Neural Comput. 2009 Nov;21(11):3130-78. doi: 10.1162/neco.2009.08-08-844.
Boltzmann machines can be regarded as Markov random fields. For binary cases, they are equivalent to the Ising spin model in statistical mechanics. Learning systems in Boltzmann machines are one of the NP-hard problems. Thus, in general we have to use approximate methods to construct practical learning algorithms in this context.
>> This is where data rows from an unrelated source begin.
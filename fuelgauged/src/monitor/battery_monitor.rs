//
// Copyright (c) Memfault, Inc.
// See License.txt for details
use std::num::NonZeroU32;
use std::time::{Duration, Instant};

use eyre::Result;
use log::{debug, info, trace, warn};

use super::{IntervalTimer, MonitorError};
use crate::gauge::GaugeSource;
use crate::report::ReportSink;
use crate::sleep::{SleepController, TriggerMode, WakePin};
use crate::util::time_measure::TimeMeasure;

const LOG_SENDING_LEVEL: &str = "Sending battery level";
const LOG_DEEP_SLEEP: &str = "Entering deep sleep";

// Consecutive low readings needed before halting.
const DEFAULT_LOW_CONFIRM_MAX: NonZeroU32 = match NonZeroU32::new(3) {
    Some(n) => n,
    None => panic!("low battery confirmation count must not be zero"),
};

/// Everything the monitor needs to know at construction time.
#[derive(Debug, Clone, PartialEq)]
pub struct MonitorSettings {
    pub enabled: bool,
    /// Report at this interval, only if the level changed.
    pub soft_interval: Duration,
    /// Report at this interval, even if the level did not change.
    pub forced_interval: Duration,
    /// Below this level (percent) the node is halted once confirmed.
    pub low_threshold_pct: f64,
    /// Number of consecutive low readings confirming a low battery.
    pub low_confirm_max: NonZeroU32,
    pub wake_pin: WakePin,
    pub trigger: TriggerMode,
    /// Mirror the main decisions as log lines through the report sink.
    pub debug_logging: bool,
}

impl Default for MonitorSettings {
    fn default() -> Self {
        Self {
            enabled: true,
            soft_interval: Duration::from_millis(60_000),
            forced_interval: Duration::from_millis(180_000),
            low_threshold_pct: 0.0,
            low_confirm_max: DEFAULT_LOW_CONFIRM_MAX,
            wake_pin: WakePin::default(),
            trigger: TriggerMode::default(),
            debug_logging: false,
        }
    }
}

/// What a call to `BatteryMonitor::tick` did.
#[derive(Debug, Clone, Copy, PartialEq, Eq)]
pub enum TickOutcome {
    /// The monitor is disabled, nothing was done.
    Disabled,
    /// No timer is due yet, nothing was done.
    Idle,
    /// A reading was taken. `reported` is true if it was transmitted.
    Processed { reported: bool },
    /// A low battery was confirmed: a zero level was reported and the node
    /// was halted. It has woken up again since.
    Halted,
}

/// Samples the fuel gauge on a schedule and decides what gets reported.
///
/// Two timers drive the monitor. When the soft timer is due, the level is
/// reported only if it changed since the last report. When the forced timer
/// is due, it is reported regardless. Every reading below the low threshold
/// increments a confirmation counter; once it reaches `low_confirm_max` the
/// monitor reports a level of zero and halts the node until the wake pin
/// fires.
pub struct BatteryMonitor<G, R, S, T: TimeMeasure = Instant> {
    enabled: bool,
    soft_timer: IntervalTimer<T>,
    forced_timer: IntervalTimer<T>,
    current_level: f64,
    last_reported_level: Option<f64>,
    low_threshold_pct: f64,
    low_confirm_count: u32,
    low_confirm_max: NonZeroU32,
    data_sent: bool,
    wake_pin: WakePin,
    trigger: TriggerMode,
    debug_logging: bool,
    gauge: G,
    sink: R,
    sleeper: S,
}

impl<G, R, S, T> BatteryMonitor<G, R, S, T>
where
    G: GaugeSource,
    R: ReportSink,
    S: SleepController,
    T: TimeMeasure,
{
    /// Both timers start outdated so the first `tick()` takes a reading.
    pub fn new(settings: MonitorSettings, gauge: G, sink: R, sleeper: S) -> Self {
        Self {
            enabled: settings.enabled,
            soft_timer: IntervalTimer::new_outdated(settings.soft_interval),
            forced_timer: IntervalTimer::new_outdated(settings.forced_interval),
            current_level: 0.0,
            last_reported_level: None,
            low_threshold_pct: settings.low_threshold_pct,
            low_confirm_count: 0,
            low_confirm_max: settings.low_confirm_max,
            data_sent: false,
            wake_pin: settings.wake_pin,
            trigger: settings.trigger,
            debug_logging: settings.debug_logging,
            gauge,
            sink,
            sleeper,
        }
    }

    pub fn set_enabled(&mut self, enabled: bool) {
        self.enabled = enabled;
    }

    pub fn is_enabled(&self) -> bool {
        self.enabled
    }

    /// A count already past the new maximum is clamped to it, so the next
    /// low reading halts.
    pub fn set_low_confirm_max(&mut self, low_confirm_max: NonZeroU32) {
        self.low_confirm_max = low_confirm_max;
        self.low_confirm_count = self.low_confirm_count.min(low_confirm_max.get());
    }

    /// Start the fuel gauge. Call once before the first `tick()`.
    pub fn initialize(&mut self) -> Result<()> {
        if !self.enabled {
            return Ok(());
        }
        self.gauge
            .begin()
            .and_then(|_| self.gauge.quick_start())
            .map_err(|e| MonitorError::SourceUnavailable {
                reason: format!("{:#}", e),
            })?;
        Ok(())
    }

    /// Account for `delta` of time which passed without the monitor's clock
    /// noticing, e.g. while the system was suspended.
    pub fn advance_time(&mut self, delta: Duration) {
        debug!("Moving battery timers forward by {:?}", delta);
        self.soft_timer.move_forward(delta);
        self.forced_timer.move_forward(delta);
    }

    /// Run one monitoring cycle if a timer is due. Cheap when nothing is due.
    pub fn tick(&mut self) -> Result<TickOutcome> {
        if !self.enabled {
            return Ok(TickOutcome::Disabled);
        }
        if !self.soft_timer.is_outdated() && !self.forced_timer.is_outdated() {
            return Ok(TickOutcome::Idle);
        }
        self.process_cycle()
    }

    fn process_cycle(&mut self) -> Result<TickOutcome> {
        self.data_sent = false;
        // Without a reading there is nothing to report or to confirm. The
        // timers stay outdated so the next tick tries again.
        let level = self
            .gauge
            .read_percentage()
            .map_err(|e| MonitorError::SourceUnavailable {
                reason: format!("{:#}", e),
            })?;
        self.current_level = level;

        let forced_due = self.forced_timer.is_outdated();
        let soft_due = self.soft_timer.is_outdated();
        let changed = self.last_reported_level != Some(level);
        if forced_due || (soft_due && changed) {
            info!("Reporting battery level {}%", level);
            self.report_level(level);
        } else {
            trace!("Battery level unchanged at {}%", level);
        }

        // Each timer restarts only if it is due itself.
        if self.soft_timer.is_outdated() {
            self.soft_timer.reset();
        }
        if self.forced_timer.is_outdated() {
            self.forced_timer.reset();
        }

        if level < self.low_threshold_pct {
            self.low_confirm_count += 1;
            debug!(
                "Battery level {}% below {}% ({}/{})",
                level, self.low_threshold_pct, self.low_confirm_count, self.low_confirm_max
            );
        } else {
            self.low_confirm_count = 0;
        }

        if self.low_confirm_count >= self.low_confirm_max.get() {
            return self.halt();
        }

        Ok(TickOutcome::Processed {
            reported: self.data_sent,
        })
    }

    fn halt(&mut self) -> Result<TickOutcome> {
        warn!(
            "Battery below {}% for {} readings, halting until pin {} {} edge",
            self.low_threshold_pct, self.low_confirm_max, self.wake_pin, self.trigger
        );
        self.low_confirm_count = 0;
        self.current_level = 0.0;
        self.report_level(0.0);
        self.send_diagnostic(LOG_DEEP_SLEEP);

        self.sleeper
            .halt_until_signal(self.wake_pin, self.trigger)
            .map_err(|e| MonitorError::HaltFailed {
                reason: format!("{:#}", e),
            })?;
        Ok(TickOutcome::Halted)
    }

    /// Sent once, a failure is only logged.
    fn report_level(&mut self, level: f64) {
        self.send_diagnostic(LOG_SENDING_LEVEL);
        match self.sink.send_level(level, true) {
            Ok(()) => {
                self.last_reported_level = Some(level);
                self.data_sent = true;
            }
            Err(e) => warn!("Unable to report battery level: {:#}", e),
        }
    }

    fn send_diagnostic(&mut self, message: &str) {
        if !self.debug_logging {
            return;
        }
        if let Err(e) = self.sink.send_log(message) {
            debug!("Unable to send log line: {:#}", e);
        }
    }

    /// True if the last processed cycle transmitted a level.
    pub fn is_data_sent(&self) -> bool {
        self.data_sent
    }

    pub fn soft_timer(&self) -> &IntervalTimer<T> {
        &self.soft_timer
    }

    pub fn forced_timer(&self) -> &IntervalTimer<T> {
        &self.forced_timer
    }

    /// Time until one of the timers is due.
    pub fn time_until_due(&self) -> Duration {
        self.soft_timer
            .remaining()
            .min(self.forced_timer.remaining())
    }

    pub fn current_level(&self) -> f64 {
        self.current_level
    }

    pub fn last_reported_level(&self) -> Option<f64> {
        self.last_reported_level
    }

    pub fn low_confirm_count(&self) -> u32 {
        self.low_confirm_count
    }
}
In this letter, we propose new and practical learning algorithms for Boltzmann machines by using the belief propagation algorithm and the linear response approximation, which are often referred as advanced mean field methods. Finally, we show the validity of our algorithm using numerical experiments.
玻尔兹曼机可被视为马尔可夫随机场。对于二元情况,它们在统计力学中等同于伊辛自旋模型。玻尔兹曼机中的学习系统是NP难问题之一。因此,在此背景下,一般我们必须使用近似方法来构建实用的学习算法。在这封信中,我们通过使用信念传播算法和线性响应近似(常被称为高级平均场方法),为玻尔兹曼机提出了新的实用学习算法。最后,我们通过数值实验展示了我们算法的有效性。